O protocolo simplificado para isolamento e caracterização de proteínas que expressam Fc é rotineiramente usado para processar galectina-1 murina quimrica fundida ao Fc humano (Gal-1hFc) de supernantes de cultura celular diluída. O fluxograma na Figura 2 ilustra o fluxo de trabalho e o tempo para cada passo no protocolo. Para um lote típico de 300 ml de supernascimento, o tempo total de processamento é de aproximadamente 9 horas quando o teste opcional de citometria de fluxo de frações de elução é realizado. Se toda a análise de citometria de fluxo for omitida, devido à falta de um citômetro de fluxo ou preferência de laboratório individual, o tempo total de processamento pode ser tão breve quanto 4 horas. Em geral, o tempo de processamento depende da experiência do operador, quantidade de supernascido processado e quais métodos de quantificação e caracterização são realizados.

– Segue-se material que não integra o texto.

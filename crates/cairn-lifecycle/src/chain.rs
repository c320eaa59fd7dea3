use crate::error::LifecycleResult;
use crate::hook::{HookContext, HookDecision, HookFailure, LifecycleHook};

/// Ordered list of hooks attached to one model type.
pub struct HookChain<T> {
    hooks: Vec<Box<dyn LifecycleHook<T>>>,
}

impl<T> HookChain<T> {
    pub fn new() -> Self {
        Self { hooks: Vec::new() }
    }

    /// Append a hook to the end of the chain.
    pub fn push(&mut self, hook: Box<dyn LifecycleHook<T>>) {
        self.hooks.push(hook);
    }

    pub fn len(&self) -> usize {
        self.hooks.len()
    }

    pub fn is_empty(&self) -> bool {
        self.hooks.is_empty()
    }

    /// Hook names in run order.
    pub fn names(&self) -> Vec<&str> {
        self.hooks.iter().map(|h| h.name()).collect()
    }

    /// Run every `pre` hook in order.
    ///
    /// Fail-fast: the first veto stops the chain and is returned. Hook
    /// errors propagate.
    pub fn run_pre(
        &self,
        target: &mut T,
        ctx: &HookContext<'_>,
    ) -> LifecycleResult<Option<HookFailure>> {
        for hook in &self.hooks {
            if let HookDecision::Veto { reason } = hook.pre(target, ctx)? {
                return Ok(Some(HookFailure {
                    hook: hook.name().to_string(),
                    reason,
                }));
            }
        }
        Ok(None)
    }

    /// Run every `post` hook and collect the ones that vetoed or failed.
    ///
    /// A failing hook does not stop the remaining ones.
    pub fn run_post(&self, target: &T, ctx: &HookContext<'_>) -> Vec<HookFailure> {
        let mut failures = Vec::new();
        for hook in &self.hooks {
            let reason = match hook.post(target, ctx) {
                Ok(HookDecision::Proceed) => continue,
                Ok(HookDecision::Veto { reason }) => reason,
                Err(e) => e.to_string(),
            };
            failures.push(HookFailure {
                hook: hook.name().to_string(),
                reason,
            });
        }
        failures
    }
}

impl<T> Default for HookChain<T> {
    fn default() -> Self {
        Self::new()
    }
}

impl<T> std::fmt::Debug for HookChain<T> {
    fn fmt(&self, f: &mut std::fmt::Formatter<'_>) -> std::fmt::Result {
        f.debug_list().entries(self.names()).finish()
    }
}

#[cfg(test)]
mod tests {
    use super::*;
    use crate::error::LifecycleError;
    use crate::hook::Operation;
    use cairn_store::InMemoryObjectStore;
    use cairn_types::SystemClock;
    use std::sync::Mutex;

    type Log = std::sync::Arc<Mutex<Vec<String>>>;

    struct Recorder {
        name: &'static str,
        log: Log,
        pre: HookDecision,
        post_fails: bool,
    }

    impl LifecycleHook<u32> for Recorder {
        fn name(&self) -> &str {
            self.name
        }

        fn pre(&self, target: &mut u32, _ctx: &HookContext<'_>) -> LifecycleResult<HookDecision> {
            *target += 1;
            self.log.lock().unwrap().push(format!("pre:{}", self.name));
            Ok(self.pre.clone())
        }

        fn post(&self, _target: &u32, _ctx: &HookContext<'_>) -> LifecycleResult<HookDecision> {
            self.log.lock().unwrap().push(format!("post:{}", self.name));
            if self.post_fails {
                return Err(LifecycleError::hook(self.name, "boom"));
            }
            Ok(HookDecision::Proceed)
        }
    }

    fn recorder(
        name: &'static str,
        log: &Log,
        pre: HookDecision,
        post_fails: bool,
    ) -> Box<Recorder> {
        Box::new(Recorder {
            name,
            log: log.clone(),
            pre,
            post_fails,
        })
    }

    fn with_ctx<R>(f: impl FnOnce(&HookContext<'_>) -> R) -> R {
        let store = InMemoryObjectStore::new();
        let ctx = HookContext::new(Operation::Update, &SystemClock, &store);
        f(&ctx)
    }

    #[test]
    fn pre_runs_in_order_and_stops_at_first_veto() {
        let log = Log::default();
        let mut chain: HookChain<u32> = HookChain::new();
        chain.push(recorder("a", &log, HookDecision::Proceed, false));
        chain.push(recorder("b", &log, HookDecision::veto("nope"), false));
        chain.push(recorder("c", &log, HookDecision::Proceed, false));

        let mut target = 0u32;
        let veto = with_ctx(|ctx| chain.run_pre(&mut target, ctx)).unwrap();
        assert_eq!(
            veto,
            Some(HookFailure {
                hook: "b".into(),
                reason: "nope".into()
            })
        );
        assert_eq!(target, 2);
        assert_eq!(*log.lock().unwrap(), vec!["pre:a", "pre:b"]);
    }

    #[test]
    fn post_collects_all_failures() {
        let log = Log::default();
        let mut chain: HookChain<u32> = HookChain::new();
        chain.push(recorder("a", &log, HookDecision::Proceed, true));
        chain.push(recorder("b", &log, HookDecision::Proceed, false));
        chain.push(recorder("c", &log, HookDecision::Proceed, true));

        let failures = with_ctx(|ctx| chain.run_post(&0, ctx));
        let names: Vec<_> = failures.iter().map(|f| f.hook.as_str()).collect();
        assert_eq!(names, vec!["a", "c"]);
        assert_eq!(log.lock().unwrap().len(), 3);
    }

    #[test]
    fn names_follow_registration_order() {
        let log = Log::default();
        let mut chain: HookChain<u32> = HookChain::new();
        assert!(chain.is_empty());
        chain.push(recorder("first", &log, HookDecision::Proceed, false));
        chain.push(recorder("second", &log, HookDecision::Proceed, false));
        assert_eq!(chain.names(), vec!["first", "second"]);
        assert_eq!(chain.len(), 2);
    }
}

A citometria de fluxo foi utilizada para testar a presença de Gal-1hFc funcional (ou seja, Gal-1 capaz de detectar seus ligantes em células cancerígenas de mama) na cultura celular inicial sobrenatante; o meio de cultura celular fresca serviu como o controle negativo18,22 . Uma vez verificado gal-1hFc na cultura celular(Figura 3A), o carregamento da proteína A membrana adsorber foi realizada por perfusão sobrenasal a 10 ml/min (resultando em velocidade superficial ou fluxo volumoso de 0,5 cm/min em um adsorber de membrana de 2 ml) usando uma bomba de seringa(Figura 1). O adsorber de membrana capturou e reteve gal-1hFc eficientemente, deixando o fluxo através essencialmente esgotado de Gal-1hFc (falta de avanço, Figura 3A). Gal-1hFc foi elucidado do adsorber de membrana em incrementos de um mililitro a 1 ml/min (fluxo volumoso = 0,05 cm/min) usando um tampão ácido à base de amina (pH 2.8), e frações de elução neutralizadas foram posteriormente testadas para a presença de Gal-1hFc funcional usando citometria de fluxo(Figura 3B). O sinal gal-1hFc aumentou sequencialmente da elução 1 (aproximadamente igual ao controle negativo) para um máximo na elução 3, depois diminuiu para um nível quase constante nas eluções 9 e 10(Figuras 3B e 3C). A elução final 10 não atingiu equivalência ao sinal de controle negativo devido a alguma retenção adsorber de Gal-1hFc (Figuras 3B e 3C). No entanto, essa perda foi considerada aceitável. Como método alternativo para testar para presença, mas não função, de Gal-1hFc em várias soluções, a análise de citometria de fluxo da capacidade de Gal-1hFc de se ligar à proteína A contas de poliestireno (através do reconhecimento da região hFc) pode ser usada(Figura 3D).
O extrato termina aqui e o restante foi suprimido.